Galaxy Gun, Sun Crusher, Death Star protype, Darksaber, ancient starkilling tech – no author is perhaps more responsible for the bad reputation the superweapon concept has in the Expanded Universe than Kevin J Anderson. Yet despite this – and I grant it’s a big hit – superweapons are at the heart of Star Wars and deserve to be. The concept itself is not in itself bad, it is simply entirely reliant upon execution! The films did it very well indeed and let’s be honest here, A New Hope’s truly sinister unveiling of the Death Star is never getting topped, despite Empire’s wonderful introduction of Vader’s Super Star Destroyer – something else that could be deemed a superweapon. It was certainly very neatly taken out in Return of the Jedi.

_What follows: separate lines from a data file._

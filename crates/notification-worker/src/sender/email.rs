//! 邮件发送器
//!
//! 通过 SMTP 中继发送 HTML 邮件，同时附带纯文本版本。

use std::sync::LazyLock;
use std::time::Duration;

use async_trait::async_trait;
use lettre::message::{Mailbox, MultiPart};
use lettre::transport::smtp::authentication::Credentials;
use lettre::{Address, AsyncSmtpTransport, AsyncTransport, Message, Tokio1Executor};
use notify_shared::config::SmtpConfig;
use notify_shared::error::NotifyError;
use notify_shared::events::Channel;
use notify_shared::models::{Content, Recipient};
use regex::Regex;
use tracing::{debug, info};
use uuid::Uuid;

use super::{ChannelSender, DeliveryReceipt, ProviderError, recipient_address};

const PROVIDER: &str = "smtp";
const DEFAULT_SUBJECT: &str = "Notification";

static TAG_RE: LazyLock<Regex> =
    LazyLock::new(|| Regex::new(r"<[^>]*>").expect("HTML 标签正则无效"));

/// 去掉 HTML 标签得到纯文本
pub fn strip_html(html: &str) -> String {
    TAG_RE.replace_all(html, "").trim().to_string()
}

/// 邮件组装，不依赖 SMTP 连接
struct MessageComposer {
    from: Mailbox,
    /// Message-ID 的域名部分
    domain: String,
}

impl MessageComposer {
    fn new(config: &SmtpConfig) -> Result<Self, NotifyError> {
        let from_address: Address =
            config
                .from_email
                .parse()
                .map_err(|e| NotifyError::InvalidArgument {
                    field: "providers.smtp.from_email".to_string(),
                    message: format!("{e}"),
                })?;

        Ok(Self {
            domain: from_address.domain().to_string(),
            from: Mailbox::new(Some(config.from_name.clone()), from_address),
        })
    }

    /// 组装邮件：主题缺省为 "Notification"，纯文本缺省由 HTML 去标签得到
    fn compose(&self, to: &str, content: &Content) -> Result<(Message, String), ProviderError> {
        let to: Mailbox = to
            .parse()
            .map_err(|e| ProviderError::permanent(PROVIDER, format!("收件地址无效: {e}")))?;

        let subject = content
            .subject
            .as_deref()
            .filter(|s| !s.trim().is_empty())
            .unwrap_or(DEFAULT_SUBJECT);
        let text = content
            .text
            .clone()
            .unwrap_or_else(|| strip_html(&content.body));
        let message_id = format!("<{}@{}>", Uuid::now_v7(), self.domain);

        let message = Message::builder()
            .from(self.from.clone())
            .to(to)
            .subject(subject)
            .message_id(Some(message_id.clone()))
            .multipart(MultiPart::alternative_plain_html(text, content.body.clone()))
            .map_err(|e| ProviderError::permanent(PROVIDER, format!("邮件构造失败: {e}")))?;

        Ok((message, message_id))
    }
}

/// SMTP 邮件发送器
///
/// lettre 的连接池在 tokio 运行时中创建，必须在运行时内构造。
pub struct EmailSender {
    transport: AsyncSmtpTransport<Tokio1Executor>,
    composer: MessageComposer,
}

impl EmailSender {
    pub fn new(config: &SmtpConfig) -> Result<Self, NotifyError> {
        let composer = MessageComposer::new(config)?;

        let mut builder = if config.starttls {
            AsyncSmtpTransport::<Tokio1Executor>::starttls_relay(&config.host).map_err(|e| {
                NotifyError::ExternalService {
                    service: PROVIDER.to_string(),
                    message: e.to_string(),
                }
            })?
        } else {
            AsyncSmtpTransport::<Tokio1Executor>::builder_dangerous(&config.host)
        };
        builder = builder
            .port(config.port)
            .timeout(Some(Duration::from_secs(config.timeout_secs)));
        if let (Some(username), Some(password)) = (&config.username, &config.password) {
            builder = builder.credentials(Credentials::new(username.clone(), password.clone()));
        }

        info!(host = %config.host, port = config.port, "SMTP 发送器已初始化");
        Ok(Self {
            transport: builder.build(),
            composer,
        })
    }
}

/// SMTP 错误分类：5xx 应答与客户端错误不可重试，其余（4xx、网络、TLS、超时）可重试
fn classify(err: lettre::transport::smtp::Error) -> ProviderError {
    if err.is_permanent() || err.is_client() {
        ProviderError::permanent(PROVIDER, err.to_string())
    } else {
        ProviderError::transient(PROVIDER, err.to_string())
    }
}

#[async_trait]
impl ChannelSender for EmailSender {
    fn channel(&self) -> Channel {
        Channel::Email
    }

    async fn send(
        &self,
        recipient: &Recipient,
        content: &Content,
    ) -> Result<DeliveryReceipt, ProviderError> {
        let to = recipient_address(PROVIDER, Channel::Email, recipient)?;
        let (message, message_id) = self.composer.compose(to, content)?;

        let response = self.transport.send(message).await.map_err(classify)?;
        debug!(to, code = %response.code(), "SMTP 应答");

        Ok(DeliveryReceipt::delivered(message_id))
    }
}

The trick then in deploying superweapons successfully in a story is two-fold – first, the audience must accept them as a logical extension of the villain’s modus operandi – be it Darth Krayt or the Emperor or Darth Vader. Second, the disposal of said superweapon is also accepted and no one decides to notice the tidy nature of it! The classic example here is the Death Star exhaust port. Another is the World Devastators being reliant upon master control codes, their one single weakness. Though to be fair to get that you’d have to get someone willing to infiltrate the heart of the Empire and actually believe they could get the codes and get out! I mean, who’d be that heroic? Hold on a second…

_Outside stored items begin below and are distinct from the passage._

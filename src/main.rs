mod application;
mod dto;
mod error;
mod repository;
mod routing;
mod service;

use application::ApplicationEnv;

#[tokio::main]
async fn main() -> anyhow::Result<()> {
    #[cfg(debug_assertions)]
    {
        // Ignore error because .env file is not required
        // as long as env variables are set.
        let _ = dotenvy::dotenv();
    }

    let env = ApplicationEnv::parse()?;

    application::setup_tracing(&env)?;

    let (application_state, application_state_to_close) = application::create_state(&env).await?;
    let application_middleware = application::create_middleware(&env);
    let application = application::create_application(application_state, application_middleware);

    let listener = tokio::net::TcpListener::bind(env.bind_address).await?;
    tracing::info!(address = %env.bind_address, "listening");

    axum::serve(listener, application)
        .with_graceful_shutdown(application::shutdown_signal())
        .await?;

    application::close(application_state_to_close).await;

    Ok(())
}
use anyhow::anyhow;
use std::{net::SocketAddr, time::Duration};

pub struct ApplicationEnv {
    pub log_directory: String,
    pub log_filename: String,

    pub bind_address: SocketAddr,

    pub db_connection_string: String,
    pub db_name: String,
    pub db_insert_timeout: Duration,

    pub max_http_content_len: usize,
}

impl ApplicationEnv {
    pub fn parse() -> anyhow::Result<Self> {
        let log_directory = Self::env_var("TICKET_DESK_LOG_DIRECTORY")?;
        let log_filename = Self::env_var("TICKET_DESK_LOG_FILENAME")?;
        let bind_address = Self::env_var("TICKET_DESK_BIND_ADDRESS")?.parse()?;
        let db_connection_string = Self::env_var("TICKET_DESK_DB_CONNECTION_STRING")?;
        let db_name = Self::env_var("TICKET_DESK_DB_NAME")?;
        let db_insert_timeout =
            Self::env_var("TICKET_DESK_DB_INSERT_TIMEOUT_SECONDS")?.parse()?;
        let db_insert_timeout = Duration::from_secs(db_insert_timeout);
        let max_http_content_len = Self::env_var("TICKET_DESK_MAX_HTTP_CONTENT_LEN")?.parse()?;

        Ok(Self {
            log_directory,
            log_filename,
            bind_address,
            db_connection_string,
            db_name,
            db_insert_timeout,
            max_http_content_len,
        })
    }

    fn env_var(name: &'static str) -> anyhow::Result<String> {
        std::env::var(name).map_err(|_| anyhow!("environment variable {name} not set"))
    }
}
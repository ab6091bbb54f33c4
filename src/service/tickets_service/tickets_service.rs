use crate::{
    dto::{input, output},
    error::Error,
};
use axum::async_trait;

#[cfg_attr(test, mockall::automock)]
#[async_trait]
pub trait TicketsService: Send + Sync {
    ///
    /// Creates ticket with a server generated uuid.
    ///
    /// ### Returns
    /// [output::Ticket] with the generated uuid
    ///
    /// ### Errors
    /// - [Error::TicketAlreadyExists] when a ticket
    ///    with the same uuid had already been saved
    ///
    async fn create_ticket(&self, ticket: input::Ticket) -> Result<output::Ticket, Error>;
}
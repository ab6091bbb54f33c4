use bson::oid::ObjectId;
use serde::Deserialize;

#[derive(Deserialize)]
pub struct TicketFindEntity {
    pub _id: ObjectId,

    pub uuid: String,
    pub owner: String,
    pub status: String,
}
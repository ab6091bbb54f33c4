#[derive(Debug, Clone)]
pub struct Ticket {
    pub uuid: String,
    pub owner: String,
    pub status: String,
}
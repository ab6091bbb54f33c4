use crate::{
    application::{ApplicationMiddleware, ApplicationState},
    dto::{input, output},
    error::Error,
    service::tickets_service::TicketsService,
};
use axum::{extract::State, http::StatusCode, routing::post, Json, Router};
use std::sync::Arc;

pub fn routing(application_middleware: &ApplicationMiddleware) -> Router<ApplicationState> {
    Router::new()
        .route("/api/v1/ticket/create", post(create_ticket))
        .route_layer(application_middleware.body_limit.clone())
}

async fn create_ticket(
    State(tickets_service): State<Arc<dyn TicketsService>>,
    body: String,
) -> Result<(StatusCode, Json<output::Ticket>), Error> {
    // Body is deserialized by hand so that malformed json maps to the
    // service's error contract instead of the Json extractor's rejection.
    let ticket = serde_json::from_str::<input::Ticket>(&body)
        .map_err(|err| Error::TicketMalformed(format!("error parsing ticket json: {err}")))?;

    let ticket = tickets_service.create_ticket(ticket).await?;

    Ok((StatusCode::CREATED, Json(ticket)))
}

There is one notable exception to these two rules and it is a very interesting one. In the course of the New Jedi Order arc, the New Republic / Galactic Alliance not only developed a bioweapon genetically targeted at the Yuuzhan Vong–
they actually deployed it on a test basis! The bioweapon, a superweapon in every respect, had lethal mutative consequences on Caluula where it was found to be able to transcend its initial genetic targets! Not only was it used by the heroes against the villains, it was not neatly disposed of either. Indeed once that genie was out of the bottle, there was no putting it back in! Legacy followed up on it brilliantly by having the Sith develop their own version, Omega Red, which was nearly used at the finale of the Volume 1 story. The discussion that grew around these bioweapons does, to me, justify the concept of superweapons in the first place.

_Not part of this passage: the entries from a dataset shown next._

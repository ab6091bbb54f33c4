mod error;
mod tickets_repository;

pub use error::*;
pub use tickets_repository::*;
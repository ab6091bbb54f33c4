use std::time::Duration;

#[derive(Debug, thiserror::Error)]
pub enum Error {
    #[error("insert unique violation")]
    InsertUniqueViolation,

    #[error("insert timed out after {0:?}")]
    Timeout(Duration),

    #[error("mongo error: {0}")]
    Mongo(#[from] mongodb::error::Error),
}
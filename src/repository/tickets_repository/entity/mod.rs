mod ticket_find_entity;
mod ticket_insert_entity;

pub use ticket_find_entity::TicketFindEntity;
pub use ticket_insert_entity::TicketInsertEntity;
mod dto;
mod entity;
mod tickets_repository;
mod tickets_repository_impl;

pub use dto::Ticket;
pub use tickets_repository::*;
pub use tickets_repository_impl::*;
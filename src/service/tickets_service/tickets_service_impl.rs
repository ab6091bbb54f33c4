use super::TicketsService;
use crate::{
    dto::{input, output},
    error::Error,
    repository::{self, Ticket, TicketsRepository},
};
use axum::async_trait;
use std::sync::Arc;
use uuid::Uuid;

pub struct TicketsServiceImpl {
    repository: Arc<dyn TicketsRepository>,
}

impl TicketsServiceImpl {
    pub fn new(repository: Arc<dyn TicketsRepository>) -> Self {
        Self { repository }
    }
}

#[async_trait]
impl TicketsService for TicketsServiceImpl {
    async fn create_ticket(&self, ticket: input::Ticket) -> Result<output::Ticket, Error> {
        tracing::info!("creating ticket");

        let ticket = Ticket {
            uuid: Uuid::new_v4().to_string(),
            owner: ticket.owner,
            status: ticket.status,
        };

        self.repository
            .insert(&ticket)
            .await
            .map_err(|err| match err {
                repository::Error::InsertUniqueViolation => Error::TicketAlreadyExists,
                err => Error::Database(err),
            })?;
        tracing::info!(uuid = %ticket.uuid, "created ticket");

        Ok(output::Ticket {
            uuid: ticket.uuid,
            owner: ticket.owner,
            status: ticket.status,
        })
    }
}
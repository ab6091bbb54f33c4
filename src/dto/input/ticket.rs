use serde::Deserialize;

///
/// Any `uuid` sent by the client is ignored.
/// The server always generates its own.
///
#[derive(Debug, Deserialize)]
pub struct Ticket {
    pub owner: String,
    pub status: String,
}
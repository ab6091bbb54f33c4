use serde::Serialize;

#[derive(Debug, Serialize)]
pub struct Ticket {
    pub uuid: String,
    pub owner: String,
    pub status: String,
}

When done well, they act as a focus for the audience’s attention and quickly convey key story themes very efficiently indeed. When done well, they drive the story and their destruction becomes a critical part of it. These things are too dangerous to survive the story and the audience knows it. Legacy Volume 1’s finale paid homage to the idea advanced in Return of the Jedi’s novelization that linked the performance of the Empire to the Emperor. As soon as he got chucked into the Death Star reactor by Vader, the Imperial Fleet fell apart! Legacy’s Sith Troopers all go insane following the final death of Darth Krayt and those super starfighters happen to be linked to them!
So, in both cases, the stage is cleared, the superweapons destroyed and removed, but there’ll always be more in the future. Logically, why wouldn’t you want a weapon that your enemy has no defense against? Someone, somewhere is always going to try and come up with something. But it takes a very smart author to do this well and those are, admittedly and sadly, very few in number.